Parallelizing a loop with tasks, avoiding the pitfall

Tue, October 13, 2009, 02:39 PM under ParallelComputing
Most readers of this blog should know that it is extremely easy to parallelize loops with .NET 4. So serial code performing matrix multiplication like this:
    for (int i = 0; i < size; i++)
{
for (int j = 0; j < size; j++)
{
int tmp = 0;
for (int k = 0; k < size; k++)
{
tmp += m1[i, k] * m2[k, j];
}
result[i, j] = tmp;
}
}
…can be parallelized like this:
      Parallel.For(0, size, (int i) =>
{
for (int j = 0; j < size; j++)
{
int tmp = 0;
for (int k = 0; k < size; k++)
{
tmp += m1[i, k] * m2[k, j];
}
result[i, j] = tmp;
}
});
How about parallelizing the code using Tasks directly (instead of indirectly)? The clever thing to do is somehow partition the data (statically or dynamically) and assign chunks to tasks, but even the naïve approach of one task per outer iteration is better than nothing:
    Task[] tasks = new Task[size];
for (int i = 0; i < size; i++)
{
tasks[i] = Task.Factory.StartNew(() =>
{
for (int j = 0; j < size; j++)
{
int tmp = 0;
for (int k = 0; k < size; k++)
{
tmp += m1[i, k] * m2[k, j];
}
result[i, j] = tmp;
}
});
}
Task.WaitAll(tasks);
Can you see the issue with the code above?

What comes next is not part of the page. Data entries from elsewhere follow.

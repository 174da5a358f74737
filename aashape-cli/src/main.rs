use std::fs;
use std::io::{self, Read, Write};

use aashape::{Canvas, CanvasOptions, DEFAULT_TAB_WIDTH};
use facet::Facet;
use facet_args as args;

/// List the shapes and text recognized in an ASCII art diagram
#[derive(Facet, Debug)]
struct Args {
    /// Input file (reads from stdin if not provided)
    #[facet(default, args::positional)]
    input: Option<String>,

    /// Output file (writes to stdout if not provided)
    #[facet(default, args::named, args::short = 'o')]
    output: Option<String>,

    /// Columns per tab stop
    #[facet(default, args::named, args::short = 't')]
    tab_width: Option<usize>,

    /// Blank cells a text run may bridge
    #[facet(default, args::named)]
    merge_gap: Option<usize>,
}

fn main() {
    env_logger::Builder::from_env(env_logger::Env::default().default_filter_or("warn")).init();

    let args: Args = match args::from_std_args() {
        Ok(args) => args,
        Err(e) => {
            eprintln!("{e}");
            std::process::exit(1);
        }
    };

    let input = match &args.input {
        Some(path) => fs::read(path).unwrap_or_else(|e| {
            eprintln!("Failed to read {}: {}", path, e);
            std::process::exit(1);
        }),
        None => {
            let mut buf = Vec::new();
            io::stdin().read_to_end(&mut buf).unwrap_or_else(|e| {
                eprintln!("Failed to read stdin: {}", e);
                std::process::exit(1);
            });
            buf
        }
    };

    let mut options = CanvasOptions::new().with_tab_width(args.tab_width.unwrap_or(DEFAULT_TAB_WIDTH));
    if let Some(gap) = args.merge_gap {
        options = options.with_merge_gap(gap);
    }

    let canvas = Canvas::with_options(&input, &options).unwrap_or_else(|e| {
        eprintln!("Failed to parse diagram: {}", e);
        std::process::exit(1);
    });
    log::info!(
        "recognized {} objects on a {}x{} grid",
        canvas.objects().len(),
        canvas.size().0,
        canvas.size().1
    );

    let mut listing = String::new();
    for obj in canvas.objects() {
        listing.push_str(&obj.to_string());
        listing.push('\n');
    }

    match &args.output {
        Some(path) => {
            fs::write(path, &listing).unwrap_or_else(|e| {
                eprintln!("Failed to write {}: {}", path, e);
                std::process::exit(1);
            });
        }
        None => {
            io::stdout().write_all(listing.as_bytes()).unwrap_or_else(|e| {
                eprintln!("Failed to write stdout: {}", e);
                std::process::exit(1);
            });
        }
    }
}
//! Reduction of a unit-step trace to its corners.

use crate::path::Point;

/// Reduce a traced point sequence to the points where its direction
/// changes, and report whether it closes on itself.
///
/// The first point is always kept. A point is a corner when the step into
/// it differs from the step out of it. The trace is closed when the step
/// from the last point back to the first is a unit step continuing the
/// final direction; in that case the last point is not a corner. Otherwise
/// the last point ends the list and the trace is open.
///
/// Sequences of fewer than three points come back unchanged and open.
///
/// A 2x2 box (`++` over `++`) is reported open: its closing step turns, so
/// every one of its four points is a corner.
pub fn reduce(points: &[Point]) -> (Vec<Point>, bool) {
    if points.len() < 3 {
        return (points.to_vec(), false);
    }

    let mut corners = vec![points[0]];
    let mut dir = points[0].delta_to(points[1]);
    for pair in points[1..].windows(2) {
        let step = pair[0].delta_to(pair[1]);
        if step != dir {
            corners.push(pair[0]);
            dir = step;
        }
    }

    let last = points[points.len() - 1];
    let closing = last.delta_to(points[0]);
    if closing == dir && is_unit(closing) {
        return (corners, true);
    }
    corners.push(last);
    (corners, false)
}

fn is_unit((dx, dy): (i32, i32)) -> bool {
    dx.abs() <= 1 && dy.abs() <= 1 && (dx, dy) != (0, 0)
}
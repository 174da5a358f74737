//! Shape tracing.
//!
//! This module scans the grid for line-drawing glyphs and walks every
//! connected boundary it finds, producing one [`Path`] per walk.
//!
//! Seeds are taken row by row, left to right. From each seed the walk is
//! depth-first: at a cell with several ways on, each unused continuation
//! (in [`Direction::ALL`] order) extends its own copy of the path so far.
//! Every cell stepped on is marked used, so no cell seeds or extends a
//! second walk. Boxes that share a wall therefore come out as overlapping
//! paths with a common prefix; see the crate docs for the known cases.

use crate::chars::{enters, exits, Direction};
use crate::grid::{Grid, Visited};
use crate::path::{Path, Point};

/// Find all paths in the grid, marking every traced cell as used.
pub fn find_paths(grid: &Grid, visited: &mut Visited, paths: &mut Vec<Path>) {
    for y in 0..grid.height as i32 {
        for x in 0..grid.width as i32 {
            let seed = Point::new(x, y);
            if visited.is_used(seed) || !grid.kind_at(seed).is_path_start() {
                continue;
            }

            visited.set_used(seed);
            let before = paths.len();
            trace_from(grid, visited, seed, paths);

            if paths.len() == before {
                // Isolated glyph: leave it for text extraction.
                visited.clear(seed);
            } else {
                for path in &paths[before..] {
                    log::trace!("traced {path} from seed {seed}");
                }
            }
        }
    }
}

/// Pending continuations at one cell of a walk.
struct Branch {
    points: Vec<Point>,
    /// Stored in reverse so `pop` yields exploration order.
    pending: Vec<Point>,
}

impl Branch {
    fn new(points: Vec<Point>, mut steps: Vec<Point>) -> Self {
        steps.reverse();
        Self {
            points,
            pending: steps,
        }
    }
}

/// Walk every branch reachable from `seed`.
///
/// Uses an explicit stack so long boundaries cannot exhaust the call stack.
fn trace_from(grid: &Grid, visited: &mut Visited, seed: Point, paths: &mut Vec<Path>) {
    let mut stack = Vec::new();
    advance(grid, visited, vec![seed], &mut stack, paths);

    while let Some(mut branch) = stack.pop() {
        let Some(step) = branch.pending.pop() else {
            continue;
        };
        if visited.is_used(step) {
            // Claimed by an earlier sibling.
            stack.push(branch);
            continue;
        }
        visited.set_used(step);

        let mut points = if branch.pending.is_empty() {
            branch.points
        } else {
            let points = branch.points.clone();
            stack.push(branch);
            points
        };
        points.push(step);
        advance(grid, visited, points, &mut stack, paths);
    }
}

/// Decide what happens at the last point of `points`: seal the path, or
/// queue its continuations.
fn advance(
    grid: &Grid,
    visited: &Visited,
    points: Vec<Point>,
    stack: &mut Vec<Branch>,
    paths: &mut Vec<Path>,
) {
    let Some(&cur) = points.last() else {
        return;
    };
    let steps = next_steps(grid, visited, cur, points.len() == 1);

    if steps.is_empty() {
        if points.len() > 1 {
            paths.push(Path::new(points));
        }
        return;
    }

    if closes_below_origin(&points, steps.len()) {
        paths.push(Path::new(points));
        stack.push(Branch::new(vec![cur], steps));
        return;
    }

    stack.push(Branch::new(points, steps));
}

/// A walk standing directly below its seed has come back around to the
/// start, once it has wrapped (three or more points) or reached a junction.
/// Whatever continues from here is traced as fresh walks from this cell.
fn closes_below_origin(points: &[Point], candidates: usize) -> bool {
    let (origin, cur) = (points[0], points[points.len() - 1]);
    cur.x == origin.x && cur.y == origin.y + 1 && (points.len() >= 3 || candidates > 1)
}

/// Unused neighbours of `cur` the walk can step onto, in exploration order.
fn next_steps(grid: &Grid, visited: &Visited, cur: Point, seed: bool) -> Vec<Point> {
    let from = grid.kind_at(cur);
    exits(from, seed)
        .iter()
        .filter_map(|&dir: &Direction| {
            let next = cur.offset(dir.delta());
            (!visited.is_used(next) && enters(from, dir, grid.kind_at(next))).then_some(next)
        })
        .collect()
}

#[cfg(test)]
mod tests {
    use super::*;

    fn trace(input: &str) -> Vec<Path> {
        let grid = Grid::new(input, 8).unwrap();
        let mut visited = Visited::new(&grid);
        let mut paths = Vec::new();
        find_paths(&grid, &mut visited, &mut paths);
        paths
    }

    fn corners(path: &Path) -> Vec<(i32, i32)> {
        path.corners().iter().map(|p| (p.x, p.y)).collect()
    }

    #[test]
    fn test_find_horizontal_line() {
        let paths = trace("---");
        assert_eq!(paths.len(), 1);
        assert_eq!(corners(&paths[0]), vec![(0, 0), (2, 0)]);
        assert!(!paths[0].is_closed());
    }

    #[test]
    fn test_find_vertical_line() {
        let paths = trace("|\n|\n|");
        assert_eq!(paths.len(), 1);
        assert_eq!(paths[0].to_string(), "Path{[(0,0) (0,1) (0,2)]}");
    }

    #[test]
    fn test_find_box() {
        let paths = trace("+--+\n|  |\n+--+");
        assert_eq!(paths.len(), 1);
        assert!(paths[0].is_closed());
        assert_eq!(corners(&paths[0]), vec![(0, 0), (3, 0), (3, 2), (0, 2)]);
    }

    #[test]
    fn test_rounded_box() {
        let paths = trace(".--.\n|  |\n'--'");
        assert_eq!(paths.len(), 1);
        assert!(paths[0].is_closed());
    }

    #[test]
    fn test_find_arrow() {
        let paths = trace("-->");
        assert_eq!(paths.len(), 1);
        assert_eq!(paths[0].to_string(), "Path{[(0,0) (1,0) (2,0)]}");
    }

    #[test]
    fn test_arrow_head_ends_walk() {
        // the `v` must not carry the walk into the box below
        let paths = trace("  |\n  v\n+---+\n|   |\n+---+");
        assert_eq!(paths.len(), 2);
        assert_eq!(paths[0].to_string(), "Path{[(2,0) (2,1)]}");
        assert!(paths[1].is_closed());
    }

    #[test]
    fn test_arrow_seed_leaves_through_tail() {
        let paths = trace("<--");
        assert_eq!(paths.len(), 1);
        assert_eq!(paths[0].to_string(), "Path{[(0,0) (1,0) (2,0)]}");

        let paths = trace("^\n|\n|");
        assert_eq!(paths.len(), 1);
        assert_eq!(paths[0].to_string(), "Path{[(0,0) (0,1) (0,2)]}");
    }

    #[test]
    fn test_find_diagonal() {
        let paths = trace("\\\n \\");
        assert_eq!(paths.len(), 1);
        assert_eq!(paths[0].to_string(), "Path{[(0,0) (1,1)]}");
    }

    #[test]
    fn test_diagonal_into_corner() {
        let paths = trace(" /\n+");
        assert_eq!(paths.len(), 1);
        assert_eq!(paths[0].to_string(), "Path{[(1,0) (0,1)]}");
    }

    #[test]
    fn test_isolated_glyph_is_released() {
        let grid = Grid::new("a - b", 8).unwrap();
        let mut visited = Visited::new(&grid);
        let mut paths = Vec::new();
        find_paths(&grid, &mut visited, &mut paths);
        assert!(paths.is_empty());
        assert!(!visited.is_used(Point::new(2, 0)));
    }

    #[test]
    fn test_traced_cells_are_used() {
        let grid = Grid::new("+-+\n| |\n+-+", 8).unwrap();
        let mut visited = Visited::new(&grid);
        let mut paths = Vec::new();
        find_paths(&grid, &mut visited, &mut paths);
        for p in paths[0].points() {
            assert!(visited.is_used(*p));
        }
        assert!(!visited.is_used(Point::new(1, 1)));
    }

    #[test]
    fn test_stub_into_junction_splits() {
        let paths = trace("|\n+-+\n| |");
        let strings: Vec<String> = paths.iter().map(|p| p.to_string()).collect();
        assert_eq!(
            strings,
            vec![
                "Path{[(0,0) (0,1)]}",
                "Path{[(0,1) (1,1) (2,1) (2,2)]}",
                "Path{[(0,1) (0,2)]}",
            ]
        );
    }

    #[test]
    fn test_branches_share_prefix() {
        let paths = trace("-+-\n |");
        let strings: Vec<String> = paths.iter().map(|p| p.to_string()).collect();
        assert_eq!(
            strings,
            vec!["Path{[(0,0) (1,0) (2,0)]}", "Path{[(0,0) (1,0) (1,1)]}"]
        );
    }

    #[test]
    fn test_long_boundary_does_not_recurse() {
        let width = 5000;
        let line = "-".repeat(width);
        let paths = trace(&line);
        assert_eq!(paths.len(), 1);
        assert_eq!(paths[0].len(), width);
    }
}
//! Text extraction from the cells no shape claimed.

use std::fmt;

use crate::grid::{Grid, Visited};
use crate::path::Point;

/// Blank cells a text run may bridge before it ends.
pub const DEFAULT_MERGE_GAP: usize = 2;

/// One run of text on a single row.
#[derive(Debug, Clone, PartialEq, Eq)]
pub struct TextRun {
    /// First and last non-blank cell of the run.
    span: [Point; 2],
    text: String,
}

impl TextRun {
    pub fn new(start: Point, text: String) -> Self {
        let len = text.chars().count().max(1) as i32;
        let end = Point::new(start.x + len - 1, start.y);
        Self {
            span: [start, end],
            text,
        }
    }

    pub fn start(&self) -> Point {
        self.span[0]
    }

    pub fn end(&self) -> Point {
        self.span[1]
    }

    /// `[start, end]`.
    pub fn span(&self) -> &[Point] {
        &self.span
    }

    /// Raw characters from start to end, interior blanks included.
    pub fn text(&self) -> &str {
        &self.text
    }

    /// Every cell the run covers, left to right.
    pub fn cells(&self) -> impl Iterator<Item = Point> + '_ {
        let y = self.span[0].y;
        (self.span[0].x..=self.span[1].x).map(move |x| Point::new(x, y))
    }
}

impl fmt::Display for TextRun {
    fn fmt(&self, f: &mut fmt::Formatter<'_>) -> fmt::Result {
        write!(f, "Text{{{} {:?}}}", self.start(), self.text)
    }
}

/// Find all text runs among the unused cells of the grid.
///
/// A run starts at any unused, non-blank cell and grows to the right. Up to
/// `merge_gap` consecutive blanks are absorbed into it; one more ends it, as
/// does a used cell or the edge of the grid. Trailing blanks are dropped.
pub fn find_text(grid: &Grid, visited: &mut Visited, merge_gap: usize, runs: &mut Vec<TextRun>) {
    for y in 0..grid.height as i32 {
        let mut x = 0;
        while x < grid.width as i32 {
            let start = Point::new(x, y);
            if visited.is_used(start) || grid.kind_at(start).is_blank() {
                x += 1;
                continue;
            }

            let end = run_end(grid, visited, start, merge_gap);
            let run = TextRun::new(start, grid.slice(y, start.x, end));
            for cell in run.cells() {
                visited.set_used(cell);
            }
            log::trace!("found {run}");
            runs.push(run);
            x = end + 1;
        }
    }
}

/// Column of the last non-blank cell of the run starting at `start`.
fn run_end(grid: &Grid, visited: &Visited, start: Point, merge_gap: usize) -> i32 {
    let mut last = start.x;
    let mut blanks = 0;
    for x in start.x + 1..grid.width as i32 {
        let p = Point::new(x, start.y);
        if visited.is_used(p) {
            break;
        }
        if grid.kind_at(p).is_blank() {
            blanks += 1;
            if blanks > merge_gap {
                break;
            }
        } else {
            blanks = 0;
            last = x;
        }
    }
    last
}
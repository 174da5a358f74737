//! Canvas construction: grid, shapes, then text.

use crate::error::Result;
use crate::finder::find_paths;
use crate::grid::{Grid, Visited};
use crate::object::Object;
use crate::text::{find_text, DEFAULT_MERGE_GAP};

/// Columns per tab stop when the caller has no preference.
pub const DEFAULT_TAB_WIDTH: usize = 8;

/// Options for recognizing a diagram.
///
/// # Example
///
/// ```rust
/// use aashape::{Canvas, CanvasOptions};
///
/// let options = CanvasOptions::new().with_tab_width(4);
/// let canvas = Canvas::with_options(b"\t+-+\n\t+-+", &options).unwrap();
/// assert_eq!(canvas.objects()[0].points()[0].x, 4);
/// ```
#[derive(Debug, Clone, PartialEq, Eq)]
pub struct CanvasOptions {
    /// Tabs advance to the next multiple of this many columns. Must be at
    /// least 1.
    pub tab_width: usize,
    /// Blank cells a text run may bridge. Default is 2; the third
    /// consecutive blank ends the run. Set to 0 to split on every blank.
    pub merge_gap: usize,
}

impl Default for CanvasOptions {
    fn default() -> Self {
        Self::new()
    }
}

impl CanvasOptions {
    pub fn new() -> Self {
        Self {
            tab_width: DEFAULT_TAB_WIDTH,
            merge_gap: DEFAULT_MERGE_GAP,
        }
    }

    pub fn with_tab_width(mut self, tab_width: usize) -> Self {
        self.tab_width = tab_width;
        self
    }

    pub fn with_merge_gap(mut self, merge_gap: usize) -> Self {
        self.merge_gap = merge_gap;
        self
    }
}

/// A recognized diagram.
///
/// All objects are found when the canvas is built and never change
/// afterwards. Shapes come first, in the order their seeds were met
/// scanning row by row, then text runs in the same scan order.
#[derive(Debug, Clone)]
pub struct Canvas {
    grid: Grid,
    objects: Vec<Object>,
}

impl Canvas {
    /// Recognize a diagram from raw UTF-8 bytes.
    pub fn new(input: &[u8], tab_width: usize) -> Result<Self> {
        Self::with_options(input, &CanvasOptions::new().with_tab_width(tab_width))
    }

    /// Recognize a diagram the caller already holds as text.
    pub fn from_text(input: &str, tab_width: usize) -> Result<Self> {
        let options = CanvasOptions::new().with_tab_width(tab_width);
        let grid = Grid::new(input, options.tab_width)?;
        Ok(Self::scan(grid, &options))
    }

    pub fn with_options(input: &[u8], options: &CanvasOptions) -> Result<Self> {
        let grid = Grid::from_bytes(input, options.tab_width)?;
        Ok(Self::scan(grid, options))
    }

    fn scan(grid: Grid, options: &CanvasOptions) -> Self {
        let mut visited = Visited::new(&grid);

        // Shapes claim their cells before text gets a look.
        let mut paths = Vec::new();
        find_paths(&grid, &mut visited, &mut paths);

        let mut runs = Vec::new();
        find_text(&grid, &mut visited, options.merge_gap, &mut runs);

        log::debug!(
            "scanned {}x{} grid: {} shapes, {} text runs",
            grid.width,
            grid.height,
            paths.len(),
            runs.len()
        );

        let objects = paths
            .into_iter()
            .map(Object::Shape)
            .chain(runs.into_iter().map(Object::Text))
            .collect();

        Self { grid, objects }
    }

    /// Every recognized object, shapes first.
    pub fn objects(&self) -> &[Object] {
        &self.objects
    }

    pub fn into_objects(self) -> Vec<Object> {
        self.objects
    }

    /// Width and height of the grid after tab expansion.
    pub fn size(&self) -> (usize, usize) {
        (self.grid.width, self.grid.height)
    }

    pub fn grid(&self) -> &Grid {
        &self.grid
    }
}

#[cfg(test)]
mod tests {
    use super::*;
    use crate::error::Error;
    use crate::path::Point;

    fn strings(canvas: &Canvas) -> Vec<String> {
        canvas.objects().iter().map(|o| o.to_string()).collect()
    }

    #[test]
    fn test_small_box() {
        let canvas = Canvas::new(b"+-+\n| |\n+-+", 8).unwrap();
        assert_eq!(canvas.objects().len(), 1);
        let obj = &canvas.objects()[0];
        assert!(obj.is_closed());
        assert_eq!(
            obj.corners(),
            &[
                Point::new(0, 0),
                Point::new(2, 0),
                Point::new(2, 2),
                Point::new(0, 2)
            ]
        );
    }

    #[test]
    fn test_shapes_before_text() {
        let canvas = Canvas::new(b"hello\n+--+\n|Hi|\n+--+", 8).unwrap();
        assert_eq!(
            strings(&canvas),
            vec![
                "Path{[(0,1) (1,1) (2,1) (3,1) (3,2) (3,3) (2,3) (1,3) (0,3) (0,2)]}",
                "Text{(0,0) \"hello\"}",
                "Text{(1,2) \"Hi\"}",
            ]
        );
    }

    #[test]
    fn test_two_independent_boxes() {
        let canvas = Canvas::new(b"+-+  +--+\n| |  |  |\n+-+  +--+", 8).unwrap();
        assert_eq!(canvas.objects().len(), 2);
        for obj in canvas.objects() {
            assert!(obj.is_closed());
            assert_eq!(obj.corners().len(), 4);
        }
    }

    #[test]
    fn test_size() {
        let canvas = Canvas::from_text("\tab\nc", 4).unwrap();
        assert_eq!(canvas.size(), (6, 2));
    }

    #[test]
    fn test_merge_gap_option() {
        let options = CanvasOptions::new().with_merge_gap(3);
        let canvas = Canvas::with_options(b"baz   bee", &options).unwrap();
        assert_eq!(strings(&canvas), vec!["Text{(0,0) \"baz   bee\"}"]);
    }

    #[test]
    fn test_errors() {
        assert_eq!(Canvas::new(b"+-+", 0).unwrap_err(), Error::TabWidth(0));
        assert_eq!(
            Canvas::new(b"+-+\n\xc3\x28", 8).unwrap_err(),
            Error::Decode { line: 2 }
        );
    }

    #[test]
    fn test_empty_input() {
        let canvas = Canvas::new(b"", 8).unwrap();
        assert!(canvas.objects().is_empty());
        assert_eq!(canvas.size(), (0, 1));
    }
}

TIP: the issue has nothing to do with tasks, threads or even .NET 4. It has to do with anonymous methods since the day they were introduced. The clue is that the following snippet fixes the issue:
    Task[] tasks = new Task[size];
for (int n = 0; n < size; n++)
{
int i = n;
tasks[n] = Task.Factory.StartNew(() =>
{
for (int j = 0; j < size; j++)
{
int tmp = 0;
for (int k = 0; k < size; k++)
{
tmp += m1[i, k] * m2[k, j];
}
result[i, j] = tmp;
}
});
}
Task.WaitAll(tasks);
If you know the reason please move along. If however this was news to you, go read the entire page (and the outbound links) on stackoverflow.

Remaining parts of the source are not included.